==== GIVEN INFORMATION
//! The render pass: one linear execution per user interaction.

use crate::libs::config::AppConfig;
use crate::libs::error::FormResult;
use crate::libs::form::FormSpec;
use crate::libs::infer::infer_columns;
use crate::libs::store::TableStore;
use crate::libs::ui::Ui;

/// A generic record form over one remote table.
///
/// The whole page logic lives in [`run_pass`](Self::run_pass), which the
/// host re-invokes on every interaction: initial load, submission, or any
/// widget change. A pass holds no state of its own; the only thing shared
/// between passes is the store's connection handle.
///
/// # Example
/// ```ignore
/// let app = FormApp::new(PgStore::from_env()?, AppConfig::from_env()?)?;
/// app.run_pass(&mut ui).await?;
/// ```
pub struct FormApp<S> {
    store: S,
    config: AppConfig,
}

impl<S: TableStore> FormApp<S> {
    pub fn new(store: S, config: AppConfig) -> FormResult<Self> {
        config.validate()?;
        Ok(Self { store, config })
    }

    pub fn config(&self) -> &AppConfig {
        &self.config
    }

    /// Execute one full render pass against `ui`.
    ///
    /// Connection failures abort the pass and propagate; inference and
    /// listing failures degrade to warnings and the pass completes. At
    /// most one insert happens per pass, and only when the host reports a
    /// submission.
    pub async fn run_pass(&self, ui: &mut dyn Ui) -> FormResult<()> {
        tracing::debug!(table = %self.config.table, "render pass");
        ui.title(&self.config.title);

        let columns = match infer_columns(
            &self.store,
            &self.config.table,
            &self.config.fallback,
            &self.config.kind_overrides,
        )
        .await
        {
            Ok(columns) => columns,
            Err(e) if e.is_fatal() => {
                ui.error(&e.to_string());
                return Err(e);
            }
            Err(e) => {
                // Keep rendering; the form simply has zero fields.
                tracing::warn!(error = %e, "schema inference failed");
                ui.warning(&e.to_string());
                Vec::new()
            }
        };

        ui.header("Existing Records");
        let rows = match self.store.select(&self.config.table, None).await {
            Ok(rows) => rows,
            Err(e) if e.is_fatal() => {
                ui.error(&e.to_string());
                return Err(e);
            }
            Err(e) => {
                tracing::warn!(error = %e, "listing failed");
                ui.warning(&e.to_string());
                Vec::new()
            }
        };
        if rows.is_empty() {
            ui.text("No records found.");
        } else {
            let names: Vec<String> = columns.iter().map(|c| c.name.clone()).collect();
            ui.table(&names, &rows);
        }

        ui.header("Add New Record");
        let form = FormSpec::derive(&columns, self.config.required);
        let mut values = Vec::with_capacity(form.fields.len());
        for field in &form.fields {
            values.push(ui.input(field));
        }

        if ui.submit_button("Submit") && !form.is_empty() {
            match form.build_record(&values) {
                Ok(record) => match self.store.insert(&self.config.table, &record).await {
                    Ok(()) => {
                        tracing::info!(table = %self.config.table, "record added");
                        ui.success("Record added!");
                        ui.clear_inputs();
                        ui.request_rerun();
                    }
                    Err(e) if e.is_fatal() => {
                        ui.error(&e.to_string());
                        return Err(e);
                    }
                    // Raw store message, form contents preserved.
                    Err(e) => ui.error(&e.to_string()),
                },
                // No store call was made; the user corrects and resubmits.
                Err(e) => ui.error(&e.to_string()),
            }
        }

        Ok(())
    }
}
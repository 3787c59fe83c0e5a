//! Derives record listings and add-record forms from live table schemas:
//! sample one row to learn the columns, fall back to schema metadata for
//! empty tables, and drive a typed insert form over any [`TableStore`].

pub mod libs;

pub use libs::*;
// input.rs
// Lenient parsing of locale-formatted amounts typed into the forms.

use std::str::FromStr;

use rust_decimal::{Decimal, RoundingStrategy};

/// Parses a grouped amount such as `1.200.000` or `150,000`.
///
/// Grouping characters and whitespace are stripped, then the leading run of
/// digits is read. Anything unparseable, empty or negative yields zero.
pub fn parse_amount(raw: &str) -> Decimal {
    let digits: String = raw
        .trim()
        .chars()
        .filter(|c| !matches!(c, '.' | ',') && !c.is_whitespace())
        .take_while(|c| c.is_ascii_digit())
        .collect();

    if digits.is_empty() {
        return Decimal::ZERO;
    }
    Decimal::from_str(&digits).unwrap_or(Decimal::ZERO)
}

/// Whole-unit amount with `.` thousands separators, as the amount inputs show it.
pub fn format_grouped(value: Decimal) -> String {
    let rounded = value.round_dp_with_strategy(0, RoundingStrategy::MidpointAwayFromZero);
    let digits = rounded.abs().trunc().to_string();

    let mut out = String::with_capacity(digits.len() + digits.len() / 3 + 1);
    if rounded.is_sign_negative() && !rounded.is_zero() {
        out.push('-');
    }
    for (i, ch) in digits.chars().enumerate() {
        if i > 0 && (digits.len() - i) % 3 == 0 {
            out.push('.');
        }
        out.push(ch);
    }
    out
}

pub fn clean_opt(input: Option<String>) -> Option<String> {
    input.and_then(|v| {
        let trimmed = v.trim();
        if trimmed.is_empty() {
            None
        } else {
            Some(trimmed.to_string())
        }
    })
}

/// Even-split preview shown while the form is being filled in.
pub fn preview_monthly_amount(raw_amount: &str, months: Option<u32>) -> Decimal {
    let months = months.filter(|m| *m > 0).unwrap_or(1);
    parse_amount(raw_amount) / Decimal::from(months)
}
========
### DIRECTIONS
Above are the entries. Copy exactly the part that opens with the line containing "use crate::libs::config::AppConfig;" and closes with the line containing "The whole page", and no more.

### RESULT OF THE EXERCISE
use crate::libs::config::AppConfig;
use crate::libs::error::FormResult;
use crate::libs::form::FormSpec;
use crate::libs::infer::infer_columns;
use crate::libs::store::TableStore;
use crate::libs::ui::Ui;

/// A generic record form over one remote table.
///
/// The whole page logic lives in [`run_pass`](Self::run_pass), which the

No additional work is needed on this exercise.